En attendant mon rendez-vous, je surprends cette conversation qui, il y a deux ans encore, m’aurait semblé normale mais qui tout à coup me paraît surréaliste. Subitement, l’envie de sauter à la gorge de celui qui acquiesce me prend.

Ça vous arrive souvent de renier ce qui est important pour vous dans la vie? Ça vous semble normal de vous satisfaire mollement d’un job, d’une vie qui vous pèse, vous empoisonne? Culturellement, on a entendu dire que la vie était dure, qu’il fallait souffrir pour avoir un salaire et que la compétition serait rude. Aidés en cela par une morale judéo-chrétienne dont le fondement réside entre autres dans le concept de souffrance souriante, nous attendons toujours que la douleur devienne trop aiguë pour agir.

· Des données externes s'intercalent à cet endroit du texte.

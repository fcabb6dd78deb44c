//! Run command handlers

use crate::cli::{RunActionArgs, RunCommand};
use crate::error::Result;
use crate::hcp::connection::Connection;
use crate::hcp::logs::LogPhase;
use crate::output::CommandOutput;

use super::models::RunAction;

/// Run a 'run' verb
pub async fn run_run_command(conn: &Connection, command: &RunCommand) -> Result<CommandOutput> {
    match command {
        RunCommand::Get(args) => Ok(CommandOutput::Json(
            conn.read_plan_output(&args.run_id).await?,
        )),
        RunCommand::ApplyStatus(args) => Ok(CommandOutput::Json(
            conn.read_apply_output(&args.run_id).await?,
        )),
        RunCommand::Apply(args) => transition(conn, args, RunAction::Apply).await,
        RunCommand::Discard(args) => transition(conn, args, RunAction::Discard).await,
        RunCommand::Cancel(args) => transition(conn, args, RunAction::Cancel).await,
        RunCommand::List(args) => {
            let runs = conn.list_runs(&args.workspace_name).await?;
            CommandOutput::json(&runs)
        }
        RunCommand::PlanLogs(args) => {
            let bundle = conn.read_logs(&args.run_id, LogPhase::Plan).await?;
            Ok(CommandOutput::Json(bundle.to_json()?))
        }
        RunCommand::ApplyLogs(args) => {
            let bundle = conn.read_logs(&args.run_id, LogPhase::Apply).await?;
            Ok(CommandOutput::Json(bundle.to_json()?))
        }
        RunCommand::Logs(args) => {
            let bundle = conn.read_logs_tagged(&args.run.run_id, &args.phase).await?;
            Ok(CommandOutput::Json(bundle.to_json()?))
        }
    }
}

async fn transition(
    conn: &Connection,
    args: &RunActionArgs,
    action: RunAction,
) -> Result<CommandOutput> {
    let run_id = &args.run.run_id;
    let comment = args.message.as_deref();

    conn.transition_run(run_id, action, comment).await?;

    Ok(CommandOutput::Message(format!(
        "Run id {} {}",
        run_id,
        action.past_tense()
    )))
}
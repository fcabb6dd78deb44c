//! tfectl - Main entry point

use std::process::ExitCode;

use clap::{CommandFactory, Parser};
use log::{debug, info};

use tfectl::{
    emit, run_oauth_client_command, run_run_command, run_workspace_command, Cli, Command,
    CommandOutput, Config, Connection, Result,
};

#[tokio::main]
async fn main() -> ExitCode {
    let cli = Cli::parse();

    // Initialize logging
    env_logger::Builder::from_env(env_logger::Env::default().default_filter_or(&cli.log_level))
        .init();

    info!("Starting tfectl v{}", env!("CARGO_PKG_VERSION"));

    match run(&cli).await {
        Ok(output) => match emit(&output) {
            Ok(()) => ExitCode::SUCCESS,
            Err(e) => {
                eprintln!("Error: failed to write output: {}", e);
                ExitCode::FAILURE
            }
        },
        Err(e) if e.is_config() => {
            eprintln!("{}", e);
            eprintln!("{}", Cli::command().render_help());
            ExitCode::from(2)
        }
        Err(e) => {
            eprintln!("Error: {}", e);
            ExitCode::FAILURE
        }
    }
}

async fn run(cli: &Cli) -> Result<CommandOutput> {
    let config = Config::from_cli(cli)?;
    debug!(
        "Config: address={}, org={:?}, retry_server_errors={}",
        config.address, config.organization, config.retry_server_errors
    );

    let conn = Connection::new(&config);

    match &cli.command {
        Command::Workspace { command } => run_workspace_command(&conn, command).await,
        Command::OAuthClient { command } => run_oauth_client_command(&conn, command).await,
        Command::Run { command } => run_run_command(&conn, command).await,
    }
}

Et voilà que la petite musique du «nan mais ça va» arrive. Le processus vicieux de conditionnement s’installe, constituant une forme de poison mortel: la résignation, ou «fait de supporter sans protester quelque chose de pénible, d’inévitable». Probablement un des pires concepts qui existe. Malgré tous les signaux négatifs (agacement, fatigue, stress, etc.), vous vous persuadez que ça va aller. Car si vous vous mettiez à imaginer que vous pourriez réussir ailleurs, autrement, plus grand, plus beau, mieux, vous éprouveriez alors ce sentiment encore pire que vous connaissez bien: la peur.

Peur de réussir, peur d’échouer. Peur d’avoir peur. Vous restez donc dans la zone grise qui vous fait passer un certain temps à vous plaindre sans jamais essayer de changer, de prendre un risque, de tester autre chose. Et qui vous permet aussi de dire avec un air très sérieux votre phrase préférée: «J’ai pas le choix».

Loin de moi l’idée de vous servir une énième injonction à être heureux au boulot, concept débilitant qui nous laisse toujours avec le sentiment horripilant de n’avoir même plus le droit de faire la tronche. Je vous invite en revanche à vous demander ce qui vous fait plaisir au travail, vous rend joyeux, sans en laisser la responsabilité à personne sinon vous-même. La seule question à se poser finalement est: est-ce que je veux bien vivre au travail, y passer d’excellents moments et en tirer à la fin de ma journée un bilan positif?

Si oui, alors peut-être que vous ne savez pas par quoi commencer et que vous êtes parfois même pétrifié à l’idée de changer. L’action est un excellent moyen pour faire baisser la pression, car elle réduit, voire annihile, l’anxiété. Réfléchir à vos valeurs, surmonter vos croyances, identifier vos sources de joie sont des premiers pas pour agir. Décider de ne plus subir en est un autre. Essayer quelque chose de nouveau, aussi. Car en faisant ce que vous avez toujours fait, il y a fort à parier que vous obtiendrez ce que vous avez toujours obtenu. Mais de petits pas en petits pas, de centimètre en centimètre, on peut finalement arriver à se dire que le succès comme le bonheur sont inévitables.

Sauf si on s’évertue vraiment à les éviter.